GENERAL THORACIC SURGERY

Exercise cardiorespiratory function before and one year after operation for pectus excavatum

Nijmegen, The Netherlands

From the Departments of Thoracic and Cardiac Surgery,^a Diagnostic Radiology,^c and Medical Statistics,^d University Hospital Nijmegen, and University Lung Centre Dekkerswald,^b Groesbeek, The Netherlands.

Received for publication Aug. 18, 1993. Accepted for publication Nov. 12, 1993. Address for reprints: W. J. Morshuis, MD, Department of Thoracic and Cardiac Surgery, University Hospital St. Radboud, P.O. Box 9101, 6500 HB Nijmegen, The Netherlands.

Abstract

In 35 patients with pectus excavatum (aged 17.9 ± 5.6 years) pulmonary function and maximal exercise test results were compared before and at 1 year after operation. The lower posteroanterior chest diameter on the lateral x-ray film was significantly smaller than normal ( p < 0.0001) and increased significantly after operation ( p < 0.0001). Preoperatively, total lung capacity (86.0% ± 14.4%; p = 0.0001) and inspiratory vital capacity (79.7% ± 16.2; p = 0.0001) were significantly smaller than predicted and further decreased after operation (-9.2% ± 9.2%; p = 0.0001 and -6.6% ± 10.7%; p = 0.0012, respectively). Arterial blood gas values displayed normal patterns with increasing exercise both before and after operation. Only the arterial pH decreased more after operation than before ( p = 0.0026). After operation there was a significant increase in maximal oxygen uptake (oxygen uptake; p = 0.0002 and oxygen uptake per kilogram; p = 0.0025) and oxygen pulse (oxygen uptake/heart rate approximates an indirect parameter for stroke volume; p = 0.0333) during exercise, whereas the maximal work performed was unchanged. Efficiency of breathing (ratio of tidal volume/inspiratory vital capacity) at maximal exercise improved significantly after operation ( p = 0.0005). Ventilatory limitation of exercise (defined by an increase in carbon dioxide tension during exercise) was found in 43.9% of the patients before operation. A tendency of improvement was noted (not significant) after operation (difference in carbon dioxide tension 0.6 ± 0.4 kPa before versus 0.3 ± 0.5 kPa after operation). However, the group with normal preoperative carbon dioxide elimination had a ventilatory limitation of exercise after operation (difference in carbon dioxide tension -0.4 ± 0.3 kPa before versus -0.1 ± 0.3 kPa after operation; p = 0.0128) with a significant increase in oxygen consumption ( p = 0.0007). In conclusion the subjective physical improvement after operation is not explained by changes in cardiorespiratory function at exercise. The data suggest a higher work of breathing after operation. (J THORAC CARDIOVASC SURG 1994;107:1403-9)

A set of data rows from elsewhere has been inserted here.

use std::env;
use std::io;
use std::sync::atomic::{AtomicUsize, Ordering};
use std::sync::{Arc, Mutex, Once};

use tracing::{debug, info};
use tracing_subscriber::{
    filter::filter_fn,
    fmt::{self, format::FmtSpan},
    prelude::*,
    EnvFilter,
};

use crate::application::Context;
use crate::domain::Location;
use crate::extension::{DataExtension, ExtensionError, ExtensionResult};
use crate::infrastructure::traits::RuntimeLog;

static TEST_SETUP: Once = Once::new();

pub fn init_test_setup() {
    TEST_SETUP.call_once(|| {
        if env::var("RUST_LOG").is_err() {
            env::set_var("RUST_LOG", "trace");
        }
        // global logging subscriber, used by all tracing log macros
        setup_test_logging();
        info!("Test Setup complete");
    });
}

fn setup_test_logging() {
    debug!("INIT: Attempting logger init from testing.rs");

    let noisy_modules = [""];
    let module_filter = filter_fn(move |metadata| {
        !noisy_modules
            .iter()
            .any(|name| !name.is_empty() && metadata.target().starts_with(name))
    });

    let env_filter = EnvFilter::try_from_default_env().unwrap_or_else(|_| EnvFilter::new("debug"));

    let subscriber = tracing_subscriber::registry().with(
        fmt::layer()
            .with_writer(std::io::stderr)
            .with_target(true)
            .with_thread_names(false)
            .with_span_events(FmtSpan::CLOSE)
            .with_filter(module_filter)
            .with_filter(env_filter),
    );

    // Only set if we haven't already set a global subscriber
    if tracing::dispatcher::has_been_set() {
        debug!("Tracing subscriber already set");
    } else {
        subscriber.try_init().unwrap_or_else(|e| {
            eprintln!("Error: Failed to set up logging: {}", e);
        });
    }
}

/// Runtime log recording every `setup_log` call as `(location uname, label)`.
#[derive(Debug, Default)]
pub struct RecordingRuntimeLog {
    calls: Mutex<Vec<(String, String)>>,
}

impl RecordingRuntimeLog {
    pub fn calls(&self) -> Vec<(String, String)> {
        self.calls.lock().map(|c| c.clone()).unwrap_or_default()
    }
}

impl RuntimeLog for RecordingRuntimeLog {
    fn setup_log(&self, location: &Location, label: &str) -> io::Result<()> {
        if let Ok(mut calls) = self.calls.lock() {
            calls.push((location.uname(), label.to_string()));
        }
        Ok(())
    }
}

/// Counters shared between a [`CountingExtension`] factory and the test.
#[derive(Debug, Default)]
pub struct ExtensionProbe {
    pub built: AtomicUsize,
    pub runs: AtomicUsize,
}

impl ExtensionProbe {
    pub fn built(&self) -> usize {
        self.built.load(Ordering::SeqCst)
    }

    pub fn runs(&self) -> usize {
        self.runs.load(Ordering::SeqCst)
    }
}

/// Extension counting constructions and runs; fails on run when `fail` is set.
pub struct CountingExtension {
    name: String,
    fail: bool,
    probe: Arc<ExtensionProbe>,
}

impl CountingExtension {
    /// Factory building a fresh `CountingExtension` per call.
    pub fn factory(
        name: &str,
        fail: bool,
        probe: Arc<ExtensionProbe>,
    ) -> impl Fn(&Context) -> ExtensionResult<Box<dyn DataExtension>> + Send + Sync + 'static
    {
        let name = name.to_string();
        move |_ctx: &Context| {
            probe.built.fetch_add(1, Ordering::SeqCst);
            Ok(Box::new(CountingExtension {
                name: name.clone(),
                fail,
                probe: Arc::clone(&probe),
            }) as Box<dyn DataExtension>)
        }
    }
}

impl DataExtension for CountingExtension {
    fn run(&mut self) -> ExtensionResult<()> {
        self.probe.runs.fetch_add(1, Ordering::SeqCst);
        if self.fail {
            return Err(ExtensionError::failed(&self.name, "simulated failure"));
        }
        Ok(())
    }
}
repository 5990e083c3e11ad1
//! Application layer: contexts and command services
//!
//! This layer orchestrates domain logic and depends on I/O boundary traits.

pub mod context;
pub mod error;
pub mod services;

pub use context::{Context, ProcessContext};
pub use error::{ApplicationError, ApplicationResult};
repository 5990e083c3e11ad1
//! Infrastructure layer: I/O implementations and DI container
//!
//! This layer implements I/O boundary traits and wires up services.

pub mod di;
pub mod error;
pub mod traits;

pub use error::InfraError;
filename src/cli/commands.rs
//! Command dispatch

use std::io;
use std::path::PathBuf;

use clap_complete::{generate, Shell};
use tracing::{debug, instrument};

use crate::application::ProcessContext;
use crate::cli::args::{command_for, Cli, Commands, ConfigCommands, DataCommands};
use crate::cli::error::{CliError, CliResult};
use crate::cli::output;
use crate::config::{global_config_path, Settings};
use crate::infrastructure::di::ServiceContainer;
use crate::infrastructure::InfraError;

pub fn execute_command(cli: &Cli, container: &ServiceContainer) -> CliResult<()> {
    match &cli.command {
        Some(Commands::Data { command }) => cmd_data(command, container),
        Some(Commands::Config { command }) => cmd_config(command, container),
        Some(Commands::Completion { shell }) => cmd_completion(*shell, container),
        None => Err(CliError::Usage(
            "no command given (try `kfc --help`)".to_string(),
        )),
    }
}

#[instrument(skip(container))]
fn cmd_data(command: &DataCommands, container: &ServiceContainer) -> CliResult<()> {
    let process = ProcessContext::from_settings(&container.settings)?;
    let group = container.data.enter(&process)?;

    match command {
        DataCommands::Get { source } => {
            debug!(source = %source, "dispatching data source");
            group.get(source)?;
        }
        DataCommands::List => {
            let sources = group.sources();
            if sources.is_empty() {
                output::warning("no data sources registered");
            } else {
                output::header("Data sources:");
                for (name, about) in sources {
                    output::entry(name, about);
                }
            }
        }
    }
    Ok(())
}

#[instrument(skip(container))]
fn cmd_config(command: &ConfigCommands, container: &ServiceContainer) -> CliResult<()> {
    match command {
        ConfigCommands::Show => {
            output::info(&container.settings.to_toml()?);
        }
        ConfigCommands::Init { force } => {
            let path = config_path()?;
            if path.exists() && !force {
                return Err(CliError::InvalidArgs(format!(
                    "config already exists: {} (use --force to overwrite)",
                    path.display()
                )));
            }
            if let Some(parent) = path.parent() {
                std::fs::create_dir_all(parent)
                    .map_err(|e| InfraError::io(format!("create {}", parent.display()), e))?;
            }
            std::fs::write(&path, Settings::template())
                .map_err(|e| InfraError::io(format!("write {}", path.display()), e))?;
            output::success(&format!("Created {}", path.display()));
        }
        ConfigCommands::Path => {
            let path = config_path()?;
            let state = if path.exists() { "exists" } else { "not found" };
            output::action("global", &format!("{} ({state})", path.display()));
        }
    }
    Ok(())
}

fn config_path() -> CliResult<PathBuf> {
    global_config_path()
        .ok_or_else(|| CliError::Usage("cannot determine config directory".to_string()))
}

fn cmd_completion(shell: Shell, container: &ServiceContainer) -> CliResult<()> {
    let mut cmd = command_for(&container.registry);
    let name = cmd.get_name().to_string();
    generate(shell, &mut cmd, name, &mut io::stdout());
    Ok(())
}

Surgical correction of pectus excavatum has been done mainly for cosmetic and psychologic reasons. However, many patients also have physical complaints, which have been suggested to be the result of decreased cardiac filling, ¹ stroke volume, ² and work performance. ³ Despite an increased impairment of restrictive pulmonary function after operation, ^4-6 relief of physical symptoms is commonly noted and improvement of cardiorespiratory function and exercise tolerance after operation have been demonstrated. ^2,7,8 Most studies on dynamic cardiorespiratory function concern small series with varying operation techniques and study protocols. Follow-up studies are not done at a defined time after operation. ^6,9

This study was done to assess the degree of eventual cardiorespiratory impairment by pectus excavatum and to investigate the value of surgical correction. In a prospective study pulmonary function and exercise cardiorespiratory function test results were compared before operation and at 1-year follow-up.

PATIENTS AND METHODS

Patient population
Thirty-five consecutive patients (28 male and 7 female), operated on between January 1989 and January 1991, participated in this study. Their ages ranged from 9.3 to 29.9 years (mean 17.9 ± 5.6 years). Each patient was studied at the initial evaluation and again 12 months after surgical repair.

Methods
Pulmonary function measurements consisted of total lung capacity by the helium dilution technique, inspiratory vital capacity, residual volume, functional residual capacity, forced expiratory volume in 1 second, ratio of forced expiratory volume in 1 second to vital capacity (Pulmonet III wet spirometer, Sensormedics, Bilthoven, The Netherlands), and single-breath carbon monoxide diffusing capacity (Sensormedics 2400, Bilthoven, The Netherlands). Values were expressed in percent predicted values of Zapletal and associates ¹⁰ for children and of the EuropeanCommunity of Coal and Steel ¹¹ for adults.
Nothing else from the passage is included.